I have performed double blind tests with the most highly regarded brands of streamers and some hifi switches. None have made any difference to my system on files saved locally. I have asked the following question to the makers of such systems and almost all have responded with marketing nonsense. 
My system uses fiber optic cables. These go all the way to the dac (MSB). Thus no emi or rfi is arriving at the dac. On top of this, MSB allows me to check if I receive bit perfection files or not. I do. 
So I claim that: if your dac receives a bit perfect signal and it is connected via fiber optic, anything prior to the conversion to fiber optic (streamers, switches, their power supplies, cables etc) make absolutely no difference. Your signal can’t be improved by any of these expensive pieces of equipment. 
If anyone can help explain why this is incorrect I would greatly appreciate it. Dac makers mostly agree, makers of streamers have told me scientific things such as “our other customers can hear the difference” (after extensive double blind testing has resulted to no difference being perceived) and my favorite “bit perfect doesn’t exist, when you hear our equipment tou forget about electronics and love the music”!
mihalis
No trolling here jjss49, calling it exactly as I see it.  The op, at least as stated in their post, created a system that is electrically isolated.  It is also bit perfect (like most home networks).  There is no timing information in the signal .... and he did not hear any difference between streamers, exactly as would be expected because he created a situation where, short of data manipulation, there is no difference. It is not rocket science to pull data off a storage mechanism and serve it up on a data link without bit errors.

Note the author is also using an MSB DAC. I think we can agree that MSB is a competent enough company to design a DAC that does not experience any noise pumping from data arrival. It's not hard thing to do.

So, given the scenario that the op has presented, assuming no data manipulation in the streamer, the only logical and reasoned conclusion is that there is no difference as there is no mechanism to create a difference.

However, as expected, even in the face of a solidly presented case, it is a given that some posters will jump on their keyboards and attack the ops listening abilities or some other facet of what was done.  Was I wrong?
Oh please... MSB DAC for you 🙄. Now tell me why DACs matter and why anyone can be happy enough with a $50 DAC from China 🙄
If "A" reveals 8 out of 10 words of a lyric and "B" reveals 10 out of 10 words of a lyric, then an A/B test will let you hear all 10 words on A and B. 
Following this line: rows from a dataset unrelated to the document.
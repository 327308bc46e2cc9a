//! Span grouping: folds runs of product-part tokens into one
//! `PRODUCT_PARTS_*` token so the intent grammar can match whole item
//! descriptions with a single pattern element.
//!
//! ```text
//! ADD  NUMBER(2)  ATTRIBUTE(large)  ENTITY(latte)  PREP  ENTITY(cone)
//! ADD  PRODUCT_PARTS_1[..........................]  PREP  PRODUCT_PARTS_1[..]
//! ```
//!
//! The suffix counts the entities in the run: `0`, `1`, or `N` for several.
//! A run made only of conjunctions is left alone. `UNKNOWN` fillers are
//! dropped; they explain nothing.

use crate::{Spanned, Token, TokenType, span_of};

pub(crate) fn group(tokens: &[Spanned]) -> Vec<Spanned> {
    let mut grouped = Vec::with_capacity(tokens.len());
    let mut run: Vec<Spanned> = Vec::new();
    for spanned in tokens.iter().filter(|s| s.token.token_type() != TokenType::Unknown) {
        if spanned.token.is_product_part() {
            run.push(spanned.clone());
        } else {
            flush(&mut run, &mut grouped);
            grouped.push(spanned.clone());
        }
    }
    flush(&mut run, &mut grouped);
    grouped
}

fn flush(run: &mut Vec<Spanned>, grouped: &mut Vec<Spanned>) {
    if run.is_empty() {
        return;
    }
    let parts = std::mem::take(run);
    if parts.iter().all(|s| s.token == Token::Conjunction) {
        grouped.extend(parts);
        return;
    }
    let Some(span) = span_of(&parts) else {
        return;
    };
    let entities = parts.iter().filter(|s| s.token.token_type() == TokenType::Entity).count();
    let token = match entities {
        0 => Token::ProductParts0(parts),
        1 => Token::ProductParts1(parts),
        _ => Token::ProductPartsN(parts),
    };
    grouped.push(Spanned::new(token, span));
}

#[cfg(test)]
mod tests {
    use super::*;
    use crate::Span;

    fn at(tokens: Vec<Token>) -> Vec<Spanned> {
        tokens.into_iter().enumerate().map(|(i, t)| Spanned::new(t, Span::new(i, 1))).collect()
    }

    fn cone() -> Token {
        Token::Entity { pid: 9000, name: "cone".into() }
    }

    #[test]
    fn groups_runs_by_entity_count() {
        let input = at(vec![
            Token::AddToOrder,
            Token::Number { value: 2 },
            cone(),
            Token::Conjunction,
            cone(),
            Token::Preposition,
            Token::Option { id: 1, name: "milk".into() },
            Token::Unknown { text: "please".into() },
        ]);
        let grouped = group(&input);
        let types: Vec<TokenType> = grouped.iter().map(|s| s.token.token_type()).collect();
        assert_eq!(
            types,
            vec![TokenType::AddToOrder, TokenType::ProductPartsN, TokenType::Preposition, TokenType::ProductParts0]
        );
        assert_eq!(grouped[1].span, Span::new(1, 4));
        assert_eq!(grouped[1].token_count(), 4);
    }

    #[test]
    fn lone_conjunctions_stay_ungrouped() {
        let grouped = group(&at(vec![Token::RemoveItem, Token::Conjunction, Token::ModifyItem, cone()]));
        let types: Vec<TokenType> = grouped.iter().map(|s| s.token.token_type()).collect();
        assert_eq!(
            types,
            vec![TokenType::RemoveItem, TokenType::Conjunction, TokenType::ModifyItem, TokenType::ProductParts1]
        );
    }
}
There is an assumption that the human ear/mind system is a skilled comparator of sound, but it was designed to interpret and learn-- not compare.
If someone answers the question to your satisfaction, they are probably just humoring you.   So I would not lose any sleep over this unless what you are using does not sound good. 
So I claim that: if your dac receives a bit perfect signal and it is connected via fiber optic, anything prior to the conversion to fiber optic (streamers, switches, their power supplies, cables etc) make absolutely no difference.
It is simply not true.  Fiber optics transmitters are slow - about 10x slower than coax drivers.  System electrical noise makes those light transitions noisy (jagged), that in effect results on receiving end as a variation in the moment of level recognition (threshold) - a timing jitter.  This jitter translates pretty much to noise added to music.  That's why most often coax works better than Toslink.  You might not hear the difference because your DAC has very good jitter rejection, because your system has limited resolution, or simply because your hearing is not that good  (mine is getting worse).  Whatever the reason is - blanket statements are never useful.